### THE DATA
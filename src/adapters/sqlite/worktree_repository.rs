//! SQLite implementation of the WorktreeRepository.

use async_trait::async_trait;
use sqlx::SqlitePool;
use uuid::Uuid;

use crate::domain::errors::{DomainError, DomainResult};
use crate::domain::models::{Worktree, WorktreeStatus};
use crate::domain::ports::WorktreeRepository;

#[derive(Clone)]
pub struct SqliteWorktreeRepository {
    pool: SqlitePool,
}

impl SqliteWorktreeRepository {
    pub fn new(pool: SqlitePool) -> Self {
        Self { pool }
    }
}

const SELECT_COLUMNS: &str =
    "SELECT id, project_id, epic_id, path, branch, status, created_at, merge_commit, merged_at FROM worktrees";

#[async_trait]
impl WorktreeRepository for SqliteWorktreeRepository {
    async fn create(&self, worktree: &Worktree) -> DomainResult<()> {
        sqlx::query(
            r#"INSERT INTO worktrees (id, project_id, epic_id, path, branch, status, created_at, merge_commit, merged_at)
               VALUES (?, ?, ?, ?, ?, ?, ?, ?, ?)"#,
        )
        .bind(worktree.id.to_string())
        .bind(worktree.project_id.to_string())
        .bind(worktree.epic_id.to_string())
        .bind(&worktree.path)
        .bind(&worktree.branch)
        .bind(worktree.status.as_str())
        .bind(worktree.created_at.to_rfc3339())
        .bind(&worktree.merge_commit)
        .bind(worktree.merged_at.map(|t| t.to_rfc3339()))
        .execute(&self.pool)
        .await?;

        Ok(())
    }

    async fn get(&self, id: Uuid) -> DomainResult<Option<Worktree>> {
        let row: Option<WorktreeRow> = sqlx::query_as(&format!("{SELECT_COLUMNS} WHERE id = ?"))
            .bind(id.to_string())
            .fetch_optional(&self.pool)
            .await?;

        row.map(|r| r.try_into()).transpose()
    }

    async fn get_by_epic(&self, project_id: Uuid, epic_id: Uuid) -> DomainResult<Option<Worktree>> {
        let row: Option<WorktreeRow> =
            sqlx::query_as(&format!("{SELECT_COLUMNS} WHERE project_id = ? AND epic_id = ?"))
                .bind(project_id.to_string())
                .bind(epic_id.to_string())
                .fetch_optional(&self.pool)
                .await?;

        row.map(|r| r.try_into()).transpose()
    }

    async fn update(&self, worktree: &Worktree) -> DomainResult<()> {
        let result = sqlx::query(
            r#"UPDATE worktrees SET path = ?, branch = ?, status = ?, merge_commit = ?, merged_at = ? WHERE id = ?"#,
        )
        .bind(&worktree.path)
        .bind(&worktree.branch)
        .bind(worktree.status.as_str())
        .bind(&worktree.merge_commit)
        .bind(worktree.merged_at.map(|t| t.to_rfc3339()))
        .bind(worktree.id.to_string())
        .execute(&self.pool)
        .await?;

        if result.rows_affected() == 0 {
            return Err(DomainError::WorktreeNotFound(worktree.epic_id));
        }

        Ok(())
    }

    async fn delete(&self, id: Uuid) -> DomainResult<()> {
        let result = sqlx::query("DELETE FROM worktrees WHERE id = ?")
            .bind(id.to_string())
            .execute(&self.pool)
            .await?;

        if result.rows_affected() == 0 {
            return Err(DomainError::WorktreeNotFound(id));
        }

        Ok(())
    }

    async fn list_by_status(&self, status: WorktreeStatus) -> DomainResult<Vec<Worktree>> {
        let rows: Vec<WorktreeRow> = sqlx::query_as(&format!("{SELECT_COLUMNS} WHERE status = ? ORDER BY created_at"))
            .bind(status.as_str())
            .fetch_all(&self.pool)
            .await?;

        rows.into_iter().map(|r| r.try_into()).collect()
    }

    async fn list_for_project(&self, project_id: Uuid) -> DomainResult<Vec<Worktree>> {
        let rows: Vec<WorktreeRow> =
            sqlx::query_as(&format!("{SELECT_COLUMNS} WHERE project_id = ? ORDER BY created_at"))
                .bind(project_id.to_string())
                .fetch_all(&self.pool)
                .await?;

        rows.into_iter().map(|r| r.try_into()).collect()
    }

    async fn list_for_cleanup(&self) -> DomainResult<Vec<Worktree>> {
        let rows: Vec<WorktreeRow> = sqlx::query_as(&format!(
            "{SELECT_COLUMNS} WHERE status IN ('merged', 'cleanup', 'abandoned') ORDER BY created_at"
        ))
        .fetch_all(&self.pool)
        .await?;

        rows.into_iter().map(|r| r.try_into()).collect()
    }
}

#[derive(sqlx::FromRow)]
struct WorktreeRow {
    id: String,
    project_id: String,
    epic_id: String,
    path: String,
    branch: String,
    status: String,
    created_at: String,
    merge_commit: Option<String>,
    merged_at: Option<String>,
}

impl TryFrom<WorktreeRow> for Worktree {
    type Error = DomainError;

    fn try_from(row: WorktreeRow) -> Result<Self, Self::Error> {
        let id = super::parse_uuid(&row.id)?;
        let project_id = super::parse_uuid(&row.project_id)?;
        let epic_id = super::parse_uuid(&row.epic_id)?;
        let status = WorktreeStatus::from_str(&row.status)
            .ok_or_else(|| DomainError::Serialization(format!("invalid worktree status: {}", row.status)))?;
        let created_at = super::parse_datetime(&row.created_at)?;
        let merged_at = super::parse_optional_datetime(row.merged_at)?;

        Ok(Worktree {
            id,
            project_id,
            epic_id,
            path: row.path,
            branch: row.branch,
            status,
            created_at,
            merge_commit: row.merge_commit,
            merged_at,
        })
    }
}

#[cfg(test)]
mod tests {
    use super::*;
    use crate::adapters::sqlite::create_migrated_test_pool;
    use crate::adapters::sqlite::epic_repository::SqliteEpicRepository;
    use crate::adapters::sqlite::project_repository::SqliteProjectRepository;
    use crate::domain::models::{Epic, Project};
    use crate::domain::ports::{EpicRepository, ProjectRepository};
    use std::path::PathBuf;

    async fn seed_epic(pool: &SqlitePool) -> (Uuid, Uuid) {
        let projects = SqliteProjectRepository::new(pool.clone());
        let project = Project::new("demo", PathBuf::from("/work/demo"));
        projects.create(&project).await.unwrap();

        let epics = SqliteEpicRepository::new(pool.clone());
        let epic = Epic::new(project.id, "api", 1);
        epics.create(&epic).await.unwrap();

        (project.id, epic.id)
    }

    #[tokio::test]
    async fn create_and_get_by_epic_roundtrip() {
        let pool = create_migrated_test_pool().await.unwrap();
        let (project_id, epic_id) = seed_epic(&pool).await;
        let repo = SqliteWorktreeRepository::new(pool);

        let worktree = Worktree::new(project_id, epic_id, "/work/demo/.worktrees/api".to_string(), "epic/api".to_string());
        repo.create(&worktree).await.unwrap();

        let loaded = repo.get_by_epic(project_id, epic_id).await.unwrap().unwrap();
        assert_eq!(loaded.branch, "epic/api");
        assert_eq!(loaded.status, WorktreeStatus::Active);
    }

    #[tokio::test]
    async fn list_for_cleanup_includes_terminal_statuses() {
        let pool = create_migrated_test_pool().await.unwrap();
        let (project_id, epic_id) = seed_epic(&pool).await;
        let repo = SqliteWorktreeRepository::new(pool);

        let mut worktree =
            Worktree::new(project_id, epic_id, "/work/demo/.worktrees/api".to_string(), "epic/api".to_string());
        repo.create(&worktree).await.unwrap();
        worktree.mark_merged("deadbeef".to_string());
        repo.update(&worktree).await.unwrap();

        let cleanup = repo.list_for_cleanup().await.unwrap();
        assert_eq!(cleanup.len(), 1);
        assert_eq!(cleanup[0].merge_commit.as_deref(), Some("deadbeef"));
    }

    #[tokio::test]
    async fn delete_missing_worktree_errors() {
        let pool = create_migrated_test_pool().await.unwrap();
        let repo = SqliteWorktreeRepository::new(pool);
        let result = repo.delete(Uuid::new_v4()).await;
        assert!(matches!(result, Err(DomainError::WorktreeNotFound(_))));
    }
}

### TASK REQUIREMENTS
From where "let cleanup = repo.list_for_cleanup().await.unwrap();" appears to the last line of the listing above, please write out every line exactly; leave out the rest.

### YOUR RESPONSE
        let cleanup = repo.list_for_cleanup().await.unwrap();
        assert_eq!(cleanup.len(), 1);
        assert_eq!(cleanup[0].merge_commit.as_deref(), Some("deadbeef"));
    }

    #[tokio::test]
    async fn delete_missing_worktree_errors() {
        let pool = create_migrated_test_pool().await.unwrap();
        let repo = SqliteWorktreeRepository::new(pool);
        let result = repo.delete(Uuid::new_v4()).await;
        assert!(matches!(result, Err(DomainError::WorktreeNotFound(_))));
    }
}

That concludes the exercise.